Collected data entries:
┌────────

//! Kraken trade history PDF parsing.
//!
//! Kraken's PDF export places each trade on two adjacent lines: a date line
//! (`2024-01-05`) followed by the trade details
//! (`TXID BTC/EUR Buy Market <price> <cost> <volume> <fee> <margin>`).
//! Parsing happens in three steps:
//!
//! 1. [`merge_trade_lines`] joins date and detail lines into candidates,
//! 2. [`match_trade`] validates a candidate and captures its fields,
//! 3. `TradeRow::try_from(RawTrade)` converts the captures into typed values.

use std::{path::Path, str::FromStr, sync::LazyLock};

use anyhow::Result;
use regex::Regex;
use rust_decimal::Decimal;
use tracing::{debug, info, warn};

use crate::{
    base::{split_pair, ExecutionType, ExtractError, RawField, TradeRow, TradeType},
    pdf, time,
};

/// Decimal places retained for parsed numbers.
pub(crate) const PARSE_DECIMAL_PLACES: u32 = 10;

static DATE_LINE: LazyLock<Regex> = LazyLock::new(|| Regex::new(r"^\d{4}-\d{2}-\d{2}$").unwrap());

static TRADE_LINE: LazyLock<Regex> = LazyLock::new(|| {
    Regex::new(concat!(
        r"^(?P<date>\d{4}-\d{2}-\d{2})\s+",
        r"(?P<uid>[A-Z0-9-]+)\s+",
        r"(?P<pair>[A-Z0-9]+/[A-Z0-9]+)\s+",
        r"(?P<type>Buy|Sell)\s+",
        r"(?P<subtype>Limit|Market)\s+",
        r"(?P<price>\d+\.\d+)\s+",
        r"(?P<cost>\d+\.\d+)\s+",
        r"(?P<volume>\d+\.\d+)\s+",
        r"(?P<fee>\d+\.\d+)\s+",
        r"(?P<margin>\d+\.\d+)$",
    ))
    .unwrap()
});

/// The named captures of one matched trade line.
#[derive(Debug, Clone, PartialEq, Eq)]
pub(crate) struct RawTrade {
    pub date: String,
    pub uid: String,
    pub pair: String,
    pub trade_type: String,
    pub subtype: String,
    pub price: String,
    pub cost: String,
    pub volume: String,
    pub fee: String,
    pub margin: String,
}

impl RawTrade {
    pub(crate) fn field(&self, field: RawField) -> &str {
        match field {
            RawField::Uid => &self.uid,
            RawField::Date => &self.date,
            RawField::Pair => &self.pair,
            RawField::Type => &self.trade_type,
            RawField::Subtype => &self.subtype,
            RawField::Price => &self.price,
            RawField::Cost => &self.cost,
            RawField::Volume => &self.volume,
            RawField::Fee => &self.fee,
        }
    }

    fn invalid(&self, field: RawField) -> ExtractError {
        ExtractError::InvalidField { field, value: self.field(field).to_owned() }
    }

    fn decimal(&self, field: RawField) -> Result<Decimal, ExtractError> {
        Decimal::from_str(self.field(field))
            .map(|d| d.round_dp(PARSE_DECIMAL_PLACES))
            .map_err(|_| self.invalid(field))
    }
}

impl TryFrom<RawTrade> for TradeRow {
    type Error = ExtractError;

    fn try_from(raw: RawTrade) -> Result<Self, Self::Error> {
        let date = time::parse_pdf_date(&raw.date).map_err(|_| raw.invalid(RawField::Date))?;
        let trade_type = TradeType::try_from(raw.trade_type.as_str()).map_err(|_| raw.invalid(RawField::Type))?;
        let execution_type = ExecutionType::try_from(raw.subtype.as_str()).map_err(|_| raw.invalid(RawField::Subtype))?;
        let (token, currency) = split_pair(&raw.pair).ok_or_else(|| raw.invalid(RawField::Pair))?;

        Ok(TradeRow {
            trade_price: raw.decimal(RawField::Price)?,
            transaction_price: raw.decimal(RawField::Cost)?,
            transferred_volume: raw.decimal(RawField::Volume)?,
            fee: raw.decimal(RawField::Fee)?,
            token: token.to_owned(),
            currency: currency.to_owned(),
            unique_id: raw.uid,
            date,
            pair: raw.pair,
            trade_type,
            execution_type,
        })
    }
}

/// Merges each date line with the trade line that follows it.
///
/// The last line is never examined as a date line.
pub(crate) fn merge_trade_lines<S: AsRef<str>>(lines: &[S]) -> Vec<String> {
    let mut merged = Vec::new();
    let mut i = 0;
    while i + 1 < lines.len() {
        let date_line = lines[i].as_ref().trim();
        let trade_line = lines[i + 1].as_ref().trim();

        if DATE_LINE.is_match(date_line) && !trade_line.starts_with("Page") {
            merged.push(format!("{} {}", date_line, trade_line));
            i += 2;
        } else {
            i += 1;
        }
    }
    merged
}

pub(crate) fn match_trade(candidate: &str) -> Option<RawTrade> {
    let captures = TRADE_LINE.captures(candidate)?;
    let group = |name: &str| captures.name(name).map_or_else(String::new, |m| m.as_str().to_owned());

    Some(RawTrade {
        date: group("date"),
        uid: group("uid"),
        pair: group("pair"),
        trade_type: group("type"),
        subtype: group("subtype"),
        price: group("price"),
        cost: group("cost"),
        volume: group("volume"),
        fee: group("fee"),
        margin: group("margin"),
    })
}

/// Extracts the raw trade records of a whole document.
///
/// Fails when not a single trade matched, since that always means the
/// export format changed.
pub(crate) fn extract_raw_trades<S: AsRef<str>>(pages: &[Vec<S>]) -> Result<Vec<RawTrade>, ExtractError> {
    let mut records = Vec::new();

    for (page_num, lines) in pages.iter().enumerate() {
        debug!("Page {}: {} lines", page_num + 1, lines.len());

        for merged in merge_trade_lines(lines.as_slice()) {
            match match_trade(&merged) {
                Some(record) => {
                    debug!("Matched trade: {:?}", record);
                    records.push(record);
                }
                None => warn!("Unmatched trade line: {}", merged),
            }
        }
    }

    if records.is_empty() {
        return Err(ExtractError::NoTrades);
    }

    info!("Extracted {} trade records", records.len());
    Ok(records)
}

/// Turns page text into normalized trade rows.
pub(crate) trait TradeExtractor {
    fn extract(&self, pages: &[Vec<String>]) -> Result<Vec<TradeRow>, ExtractError>;
}

/// Line-merging regex extractor for Kraken's trade history export.
pub(crate) struct RegexTradeExtractor;

impl TradeExtractor for RegexTradeExtractor {
    /// Records with a field that does not convert (e.g. `2024-02-30`) are
    /// logged and skipped like unmatched lines.
    fn extract(&self, pages: &[Vec<String>]) -> Result<Vec<TradeRow>, ExtractError> {
        let rows: Vec<TradeRow> = extract_raw_trades(pages)?
            .into_iter()
            .filter_map(|raw| {
                let uid = raw.uid.clone();
                match TradeRow::try_from(raw) {
                    Ok(row) => Some(row),
                    Err(e) => {
                        warn!("Skipping trade {}: {}", uid, e);
                        None
                    }
                }
            })
            .collect();

        if rows.is_empty() {
            return Err(ExtractError::NoTrades);
        }
        Ok(rows)
    }
}

pub(crate) fn load_kraken_trades_pdf(path: &Path, extractor: &dyn TradeExtractor) -> Result<Vec<TradeRow>> {
    info!("Starting PDF extraction from: {}", path.display());
    let pages = pdf::page_lines(path)?;
    let rows = extractor.extract(&pages)?;
    info!("Built trade table with {} rows", rows.len());
    Ok(rows)
}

└────────

WHAT TO DO
Show a copy of each line from the data that includes the word "time".

PROBLEM SOLUTION
    pdf, time,
        let date = time::parse_pdf_date(&raw.date).map_err(|_| raw.invalid(RawField::Date))?;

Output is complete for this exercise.